The energy industry will be watching Connecticut’s progress closely because this pilot program could outline the path forward for the many potential microgrid sites around the country — nearly 24,000 in the estimation of one microgrid development company. Ideally, these grids would not all just operate small cogeneration plants (CHP), but would instead harness the best in renewable energy technology, advanced metering infrastructure, and electricity storage to form an independent and self-healing system. They could be grid-connected to provide more generation capacity and stability, and also “islandable” at a moment’s notice if severe weather or some other emergency require transmission operators to shed load from the main grid.

Waiting in the wings are big developers like General Electric, ABB, Siemens, SAIC, Schneider Electric, Boeing, Honeywell and Lockheed, along with boutique technology firms such as Spirae, Integral Analytics and Power Analytics (formerly EDSA). Many of these companies have already gotten a big boost from the Department of Defense’s massive multi-state investment in microgrid projects, as well as from several university microgrid endeavors.
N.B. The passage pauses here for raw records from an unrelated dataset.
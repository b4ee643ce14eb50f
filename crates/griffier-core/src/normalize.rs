//! Text normalisation shared by the matcher and the slug derivation.
//!
//! Scraped vote records and document metadata spell the same surname with and
//! without diacritics ("Koşer Kaya" vs "Koser Kaya"), so every comparison in
//! the matcher runs over the folded form of both sides.

use unicode_normalization::UnicodeNormalization;

/// Lowercase `text` and strip diacritics down to the ASCII base form.
///
/// NFD decomposition splits accented characters into base + combining marks;
/// the marks are dropped. Characters that do not decompose (ø, ß, …) are
/// handled by a small replacement table first.
pub fn fold(text: &str) -> String {
  let mut replaced = String::with_capacity(text.len());
  for c in text.chars() {
    match c {
      'ß' => replaced.push_str("ss"),
      'Æ' | 'æ' => replaced.push_str("ae"),
      'Œ' | 'œ' => replaced.push_str("oe"),
      'Ø' | 'ø' => replaced.push('o'),
      'Ł' | 'ł' => replaced.push('l'),
      'Đ' | 'đ' => replaced.push('d'),
      'ı' => replaced.push('i'),
      _ => replaced.push(c),
    }
  }
  replaced
    .nfd()
    .filter(|c| !is_combining_mark(*c))
    .collect::<String>()
    .to_lowercase()
}

/// Derive a URL-safe slug: folded text with every non-alphanumeric run
/// collapsed to a single hyphen.
pub fn slugify(text: &str) -> String {
  let folded = fold(text);
  let mut slug = String::with_capacity(folded.len());
  for c in folded.chars() {
    if c.is_ascii_alphanumeric() {
      slug.push(c);
    } else if !slug.ends_with('-') && !slug.is_empty() {
      slug.push('-');
    }
  }
  slug.trim_end_matches('-').to_string()
}

fn is_combining_mark(c: char) -> bool {
  matches!(
    c,
    '\u{0300}'..='\u{036F}'
      | '\u{1AB0}'..='\u{1AFF}'
      | '\u{1DC0}'..='\u{1DFF}'
      | '\u{20D0}'..='\u{20FF}'
      | '\u{FE20}'..='\u{FE2F}'
  )
}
If the Connecticut project proves successful and lawmakers look for other microgrid opportunities, these companies stand to profit handsomely. Indeed, some analysts already forecast that the global microgrid market could be valued as high as $40 billion by 2020.

A micro idea presenting macro challenges for utilities

Despite all the buzz and momentum behind microgrids, one major industry group—investor-owned utilities (IOUs)—has not yet decided whether to embrace or shun this new technology. Microgrids present a dual challenge to these utilities. First, IOUs prefer to invest in tried-and-true technology because they are tasked with keeping the lights on and the system reliable. Second, IOUs stand to lose “market share” with every kilowatt generated by a customer or saved through an energy efficiency program. Under the traditional regulatory model, IOU revenue is determined by a PUC-approved calculation that amortizes the cost of utility assets and a reasonable rate of return across all the utility’s ratepayers over a period of years—a regulatory model that rewards large capital investments and increasing energy consumption.

Microgrids strike to the heart of this business model by presenting customers with the real option of one day being able to exit the utility’s service area entirely. If IOUs compensate for this lost revenue by raising rates on remaining customers, that could perpetuate yet more departures and eventually trigger a “cascading natural deregulation” of the whole utility industry.

Perhaps seeing the writing on the wall, some utilities have begun engaging with microgrid and smart grid technology. Thanks to a $10 million grant from the Department of Energy and the California Energy Commission, San Diego Gas & Electric (SDG&E) recently completed a complex project in Borrego Springs, California that integrates many microgrid elements including smart meters, distributed generation, and storage. A few other utilities, including some municipal utilities like Austin Energy and SMUD, are also moving forward with smart grid and microgrid-like projects. Although a step in the right direction, it remains to be seen how these projects will surmount the traditional IOU “business as usual” regulatory model.

It is difficult to say what the role of utilities will be as microgrids advance, especially after Connecticut’s pilot program. Many commentators have argued that the rise of distributed generation and demand-side management is driving the old utility model into extinction. In order to survive, utilities will have to make room for a more active and dynamic customer, one that expects advanced pricing and demand-response mechanisms along with other consumer-oriented services. Nonetheless, IOUs are arguing that—as the owners of nearly 66% of the country’s transmission and distribution system—the low-carbon economy of the future will have to make room for them too.